Подоснова природы ­ культура существ, прежде нас проходивших по нашим путям; существа эти могут быть названы: духовными существами (поскольку самосознание их оцелостнилось в Индивидуум); это ­ более почтенные работники на ниве культуры ­ той самой, которую ныне я сызнова засеваю. Целое и смысла и стиля ­ моя человеческая культура: культура человека во мне, которою соединен я с культурою всех возможных сознаний (подобных и не подобных сознанию моему).

В таком приятии в широком смысле культуры подходим по­новому мы к проблеме культуры, взятой в смысле обычном.

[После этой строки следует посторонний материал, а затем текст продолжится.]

//! In-process substrate built on tokio.
//!
//! - each pipeline is a tokio task with a child `CancellationToken`
//! - steps are throttled by `max_concurrent_activities`, pipelines by
//!   `max_concurrent_workflows`
//! - a step permit is held for one attempt only, never across a backoff sleep
//! - cancellation is observed before every attempt, while waiting for a
//!   permit, during the attempt and during backoff

use async_trait::async_trait;
use futures::FutureExt;
use std::any::Any;
use std::future::Future;
use std::sync::Arc;
use tokio::sync::Semaphore;
use tracing::{debug, info, warn};

use super::{
    Policy, PipelineHandle, StartOptions, StepError, StepOptions, Substrate, SubstrateError,
    TaskScope, Workflow,
};
use crate::kernel::workflow_config::WorkflowConfig;

/// Worker throttles.
#[derive(Debug, Clone, Copy, PartialEq, Eq)]
pub struct WorkerOptions {
    pub max_concurrent_activities: usize,
    pub max_concurrent_workflows: usize,
}

impl Default for WorkerOptions {
    fn default() -> Self {
        Self {
            max_concurrent_activities: 10,
            max_concurrent_workflows: 5,
        }
    }
}

impl WorkerOptions {
    pub fn from_config(config: &WorkflowConfig) -> Self {
        Self {
            max_concurrent_activities: config.max_concurrent_activities,
            max_concurrent_workflows: config.max_concurrent_workflows,
        }
    }
}

#[derive(Debug, Clone)]
pub struct LocalSubstrate {
    options: WorkerOptions,
    activity_permits: Arc<Semaphore>,
    workflow_permits: Arc<Semaphore>,
}

impl LocalSubstrate {
    pub fn new(options: WorkerOptions) -> Self {
        // A zero throttle would stall every task forever
        let activities = options.max_concurrent_activities.max(1);
        let workflows = options.max_concurrent_workflows.max(1);

        Self {
            options,
            activity_permits: Arc::new(Semaphore::new(activities)),
            workflow_permits: Arc::new(Semaphore::new(workflows)),
        }
    }

    pub fn options(&self) -> WorkerOptions {
        self.options
    }

    pub fn available_activity_permits(&self) -> usize {
        self.activity_permits.available_permits()
    }

    pub fn available_workflow_permits(&self) -> usize {
        self.workflow_permits.available_permits()
    }
}

impl Default for LocalSubstrate {
    fn default() -> Self {
        Self::new(WorkerOptions::default())
    }
}

#[async_trait]
impl Substrate for LocalSubstrate {
    async fn run_step<T, F, Fut>(
        &self,
        scope: &TaskScope,
        options: StepOptions,
        step: F,
    ) -> Result<T, StepError>
    where
        T: Send + 'static,
        F: Fn() -> Fut + Send + Sync,
        Fut: Future<Output = Result<T, StepError>> + Send,
    {
        let StepOptions {
            name,
            policy,
            timeout,
        } = options;
        let permits = &self.activity_permits;
        let step = &step;

        retry_loop(scope, name, &policy, move |attempt| async move {
            let _permit = tokio::select! {
                biased;
                _ = scope.cancelled() => return Err(StepError::cancelled()),
                permit = permits.acquire() => match permit {
                    Ok(permit) => permit,
                    Err(_) => return Err(StepError::cancelled()),
                },
            };

            debug!(task_id = %scope.id(), step = name, attempt, "Running step");

            tokio::select! {
                biased;
                _ = scope.cancelled() => Err(StepError::cancelled()),
                result = tokio::time::timeout(timeout, step()) => {
                    result.unwrap_or_else(|_| Err(StepError::timeout(name, timeout)))
                }
            }
        })
        .await
    }

    fn start_pipeline<W: Workflow>(
        &self,
        parent: &TaskScope,
        workflow: Arc<W>,
        options: StartOptions,
        input: W::Input,
    ) -> PipelineHandle<W::Output> {
        let id = options.id.clone();
        let scope = parent.child(id.clone());

        info!(
            parent_id = %parent.id(),
            pipeline_id = %id,
            kind = options.kind,
            "Starting pipeline"
        );

        let task = tokio::spawn(drive_pipeline(
            scope,
            self.workflow_permits.clone(),
            workflow,
            options,
            input,
        ));

        let task_id = id.clone();
        let completion = async move {
            match task.await {
                Ok(result) => result,
                Err(e) if e.is_panic() => Err(SubstrateError::Panicked {
                    id: task_id,
                    message: panic_message(e.into_panic()),
                }),
                Err(_) => Err(SubstrateError::Cancelled { id: task_id }),
            }
        }
        .boxed();

        PipelineHandle::new(id, completion)
    }
}

/// Shared retry loop for steps and pipelines.
async fn retry_loop<T, F, Fut>(
    scope: &TaskScope,
    name: &str,
    policy: &Policy,
    mut attempt: F,
) -> Result<T, StepError>
where
    F: FnMut(u32) -> Fut,
    Fut: Future<Output = Result<T, StepError>>,
{
    let mut made = 0u32;

    loop {
        if scope.is_cancelled() {
            return Err(StepError::cancelled().with_attempts(made));
        }

        made += 1;
        let err = match attempt(made).await {
            Ok(value) => return Ok(value),
            Err(e) => e.with_attempts(made),
        };

        if err.is_cancelled() {
            return Err(err);
        }

        if !policy.is_retryable(err.kind) {
            debug!(task_id = %scope.id(), step = name, error = %err, "Non-retryable failure");
            return Err(err);
        }

        if !policy.has_attempts_left(made) {
            warn!(
                task_id = %scope.id(),
                step = name,
                attempts = made,
                error = %err,
                "Retries exhausted"
            );
            return Err(err);
        }

        let delay = policy.backoff_for(made);
        warn!(
            task_id = %scope.id(),
            step = name,
            attempt = made,
            delay_ms = delay.as_millis() as u64,
            error = %err,
            "Attempt failed, backing off"
        );

        tokio::select! {
            biased;
            _ = scope.cancelled() => return Err(StepError::cancelled().with_attempts(made)),
            _ = tokio::time::sleep(delay) => {}
        }
    }
}

async fn drive_pipeline<W: Workflow>(
    scope: TaskScope,
    permits: Arc<Semaphore>,
    workflow: Arc<W>,
    options: StartOptions,
    input: W::Input,
) -> Result<W::Output, SubstrateError> {
    let id = options.id.clone();

    // The execution clock starts once the pipeline holds a worker slot
    let _permit = tokio::select! {
        biased;
        _ = scope.cancelled() => return Err(SubstrateError::Cancelled { id: id.clone() }),
        permit = permits.acquire_owned() => match permit {
            Ok(permit) => permit,
            Err(_) => return Err(SubstrateError::Cancelled { id: id.clone() }),
        },
    };

    let run = retry_loop(&scope, options.kind, &options.policy, |_| {
        workflow.run(scope.clone(), input.clone())
    });

    match tokio::time::timeout(options.execution_timeout, run).await {
        Ok(Ok(output)) => {
            debug!(pipeline_id = %id, "Pipeline completed");
            Ok(output)
        }
        Ok(Err(e)) if e.is_cancelled() => Err(SubstrateError::Cancelled { id }),
        Ok(Err(e)) => Err(SubstrateError::Failed { id, source: e }),
        Err(_) => {
            scope.cancel();
            Err(SubstrateError::TimedOut {
                id,
                timeout: options.execution_timeout,
            })
        }
    }
}

fn panic_message(payload: Box<dyn Any + Send>) -> String {
    if let Some(s) = payload.downcast_ref::<&str>() {
        s.to_string()
    } else if let Some(s) = payload.downcast_ref::<String>() {
        s.clone()
    } else {
        "unknown panic payload".to_string()
    }
}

Что есть культура?

Можно дать отвлеченные формулы, определяющие культуру, но следует помнить, что самые понятия формул даны нам условием их лежания в той самой культуре, которую они пытаются формулированием расчленить; культура же, целое, ­ нерасчленяемое в понятиях; формулы страдают абстрактностью.

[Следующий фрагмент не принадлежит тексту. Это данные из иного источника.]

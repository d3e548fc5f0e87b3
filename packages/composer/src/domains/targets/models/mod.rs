pub mod target;

pub use target::*;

Когда утверждаем мы, что нечто «культурно», нечто «некультурно», то мы отправляемся от весьма осязаемого проявления (продукта) культуры; проявления же культуры весьма разнородны; и, видимо, друг с другом не связаны: арабский пояс, сделанный рукой подтунисской сельчанки, чеканное стихотворение Моргенштерна, книга Ницше «Происхождение трагедии», способ вести разговор, бессловесный жест глаз ­ все эти разнородные проявления жизни определяем мы то как культурные, то как антикультурные; внутреннее осязание «культуры» в нас есть, а понятие культуры ­ отсутствует в нас; живет смутное знание, что культура есть нечто «целое», принадлежащее к кругу предметов, стилистически их объединяющее.

Можно быть удивительным специалистом в науке; и все­таки: быть некультурным; и можно быть вовсе необразованным; и иметь естественный такт, вкус к предмету культуры. Помню свое впечатление от арабов­сельчан: удивительно культурные люди; и помню ­ француза (как кажется, профессора), обитавшего неподалеку от арабской деревни: удивительно некультурный человек. В наивных впечатлениях этих во мне выговаривала себя мысль: понятие о культуре необыкновенно сложно, и оно не выговариваемо в терминах той или иной науки.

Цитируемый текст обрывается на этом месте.